SMOS: The Kiss of Death of IPR

For once I will be blunt: I now feel that with crisis communications hardware, the first whiff of IPR (patent) issues will cause the effort to crash and burn.  My opinion on this was certainly different before we started the SMOS project (see SMOS web page).

The idea of combining humanitarian technology and intellectual property sounds uncomfortable. After all, humanitarian activities are supposed to be humanitarian. Nevertheless, there were perfectly valid reasons to consider IPR issues with SMOS.
1. Protect the idea in order to make at least a minimal living from it.
2. Prevent others from destroying or profiting extortionately from the idea.
3. Improving interoperability with telecommunications providers by playing with the same rules (rather than adopting a “hacker mentality”).

I am a deep skeptic about IPR, but do not consider it fundamentally “evil” — it may have its place.  However, I am coming  to the conclusion that for the specific case of crisis communications, IPR is the kiss of death.

The numbers

Since we pursued the possibility of patenting quite heavily, I learned some ballpark figures.

  • To file and get a Finnish patent: 6000-8000 EUR. Most of this goes to the patent agency handling the application. There is no practical way to survive without a patent agency.
  • In Finland, a decision is usually rendered within a year. There may be interim decisions which require using a patent attorney, pushing up the price.
  • After being granted, the annual cost of maintaining a patent is small for the first three years, but starts rising rapidly after that.
  • To file and get a European patent, the cost is approximately twice of a Finnish patent. Maintenance costs are also roughly double.
  • A US patent requires using a patent attorney in the US. Overall cost is comparable to a European patent. In the US, a decision can take 5-10 years.
  • I have no idea what the costs would be in countries such as China or India.
  • A figure of 20,000 USD (or EUR) per patent is often used a lifetime cost, at least within a single country. However, for a catastrophe communications system, protection would be needed in multiple countries, some without an advanced IPR culture.
  • → If I had to give a single number, it would be 50,000 EUR per patent.

Realize, however, that a single patent has no practical value. To protect an idea in any significant sense, a dozen or more patents may be needed. If the IPR route is chosen, a cost of half a million just to file patents is realistic.

Note also that filing patents does not in itself guarantee anything. Anyone can infringe on a patent, and it is up to the patent owner to sue. Even minor court cases can eat up six-digit sums of money, and can be decided on the basis of a comma in the wrong place, even if the most expensive lawyers are used. Going the litigation route means risking millions on what is in effect a roll of the dice.

Even worse, in this particular case litigation is a no-win situation. If the other side is a local company in a developing country, it can (and most likely will, and perhaps should) take the role of a victim being bullied by large Western IPR interests and inhibited from trying to save lives. There is no real way to protect one’s public integrity in such a case.
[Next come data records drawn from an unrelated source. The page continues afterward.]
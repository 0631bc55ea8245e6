//! CLI command dispatch and handlers
//!
//! Routes parsed CLI arguments to the appropriate command handler.

pub mod outline;
pub mod run;
pub mod validate;

use tokio_util::sync::CancellationToken;

use crate::cli::args::{Cli, Commands};
use crate::error::XerciseError;

/// Dispatch a parsed CLI invocation to the appropriate command handler.
///
/// # Errors
///
/// Returns an error if the dispatched command handler fails.
pub async fn dispatch(cli: Cli, cancel: CancellationToken) -> Result<(), XerciseError> {
    match cli.command {
        Commands::Run(args) => run::run(&args, cli.quiet, cancel).await,
        Commands::Validate(args) => validate::run(&args),
        Commands::Outline(args) => outline::run(&args),
    }
}

/// Formats seconds as `m:ss`.
pub(crate) fn clock(secs: u64) -> String {
    format!("{}:{:02}", secs / 60, secs % 60)
}

/// Formats seconds as a humantime span such as `12m 30s`.
pub(crate) fn span(secs: u64) -> String {
    humantime::format_duration(std::time::Duration::from_secs(secs)).to_string()
}
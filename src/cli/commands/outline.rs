//! `outline` command: print the timeline of a plan.

use serde::Serialize;

use crate::cli::args::{OutlineArgs, OutputFormat};
use crate::error::XerciseError;
use crate::phase::{OutlineEntry, PhaseKind, outline};
use crate::plan::{PlanLoader, WorkoutPlan, total_duration};

use super::{clock, span};

#[derive(Debug, Serialize)]
struct OutlineReport<'a> {
    plan: &'a str,
    rounds: u32,
    total_secs: u64,
    phases: &'a [OutlineEntry],
}

/// Loads a plan and prints every phase with its start offset.
///
/// # Errors
///
/// Returns an error if the plan cannot be loaded or the JSON output
/// cannot be serialized.
pub fn run(args: &OutlineArgs) -> Result<(), XerciseError> {
    let result = PlanLoader::default().load(&args.file)?;
    for warning in &result.warnings {
        tracing::warn!(
            location = warning.location.as_deref().unwrap_or("<unknown>"),
            "{}",
            warning.message
        );
    }

    let plan = result.plan;
    let entries = outline(&plan);
    let total_secs = total_duration(&plan);

    match args.format {
        OutputFormat::Human => print!("{}", render(&plan, &entries, total_secs)),
        OutputFormat::Json => {
            let report = OutlineReport {
                plan: &plan.name,
                rounds: plan.round_count,
                total_secs,
                phases: &entries,
            };
            println!("{}", serde_json::to_string_pretty(&report)?);
        }
    }
    Ok(())
}

fn render(plan: &WorkoutPlan, entries: &[OutlineEntry], total_secs: u64) -> String {
    let mut out = format!(
        "{} ({} exercise(s), {} round(s))\n",
        plan.name,
        plan.exercises.len(),
        plan.round_count
    );
    for entry in entries.iter().filter(|e| e.duration_secs > 0) {
        let p = entry.position;
        let what = match p.kind {
            PhaseKind::Work => {
                let sets = p.exercise(plan).map_or(0, |e| e.sets);
                format!("{} set {}/{sets}", entry.exercise_name, p.set)
            }
            PhaseKind::Rest => format!("rest after {} set {}", entry.exercise_name, p.set),
            PhaseKind::InterRoundRest => format!("rest before round {}", p.round + 1),
        };
        out.push_str(&format!(
            "  {:>6}  r{}  {:<16} {what} ({}s)\n",
            clock(entry.starts_at),
            p.round,
            p.kind.as_str(),
            entry.duration_secs
        ));
    }
    out.push_str(&format!("total {} ({})\n", clock(total_secs), span(total_secs)));
    out
}

#[cfg(test)]
mod tests {
    use super::*;
    use crate::plan::Exercise;

    #[test]
    fn render_lists_phases_and_total() {
        let plan = WorkoutPlan::new(
            "Legs",
            vec![Exercise::new("Squats", 2, 5, 3), Exercise::new("Plank", 1, 10, 0)],
        )
        .with_rounds(2, 20);
        let entries = outline(&plan);
        let text = render(&plan, &entries, total_duration(&plan));

        assert!(text.starts_with("Legs (2 exercise(s), 2 round(s))"));
        assert!(text.contains("Squats set 1/2"));
        assert!(text.contains("rest after Squats set 1"));
        assert!(text.contains("rest before round 2"));
        assert!(text.contains("total 1:06 (1m 6s)"));
        assert_eq!(text.lines().count(), 1 + 9 + 1);
    }
}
We had one major rationale for the IPR route: we felt that by making hardware along commercial lines, it would be easier to arrange interoperability with operators. I am now highly skeptical about this. Interoperability would simply cause operators to view SMOS as a potential competition. It would take a major player 15 minutes to dig up enough patents from its patent thicket to make our life impossible. Whether those patents are relevant is completely irrelevant. The threat is enough.

The implications

I draw a harsh conclusion: any whiff of IPR will cause a humanitarian crisis communications project to crash and burn.

On the other hand, proceeding without a thought for IPR is troublesome for funding, since venture capitalists want to recoup their investments within a few years. Without IPR, there is less to recoup.

In the traditional way of thinking, having no IPR protection would be unthinkable because of the competitive issues. However, I believe I have demonstrated above that IPR does not actually give any benefit in this specific technology case.

What to do about this then? I am certainly not saying that crisis communications hardware projects are hopeless. However, it would be wise to pursue such projects with the (perhaps unwritten) attitude that IPR is the enemy.

An open-source approach seems appealing, and has been done successfully with software (for example Sahana). But hardware?  It is only possible to go so far with a “hacker mentality”; if there is a desire to use cellular telecom interfaces, then there is a need to cooperate with commercial providers as a commercial entity.

One of the few ways to actively defend a project of this type against patent trolls is to have a strategy of defensive publishing. In other words, publish all ideas as soon as someone blurts them out, ideally in the form of a permanent Creative Commons-licensed blog. This means that the blog becomes prior art, and the ideas can no longer be patented by anyone.

Other than that? Perhaps the best advice I can give is to look at the material on the SMOS project page, study what we tried to do in SMOS, and then try to not do that.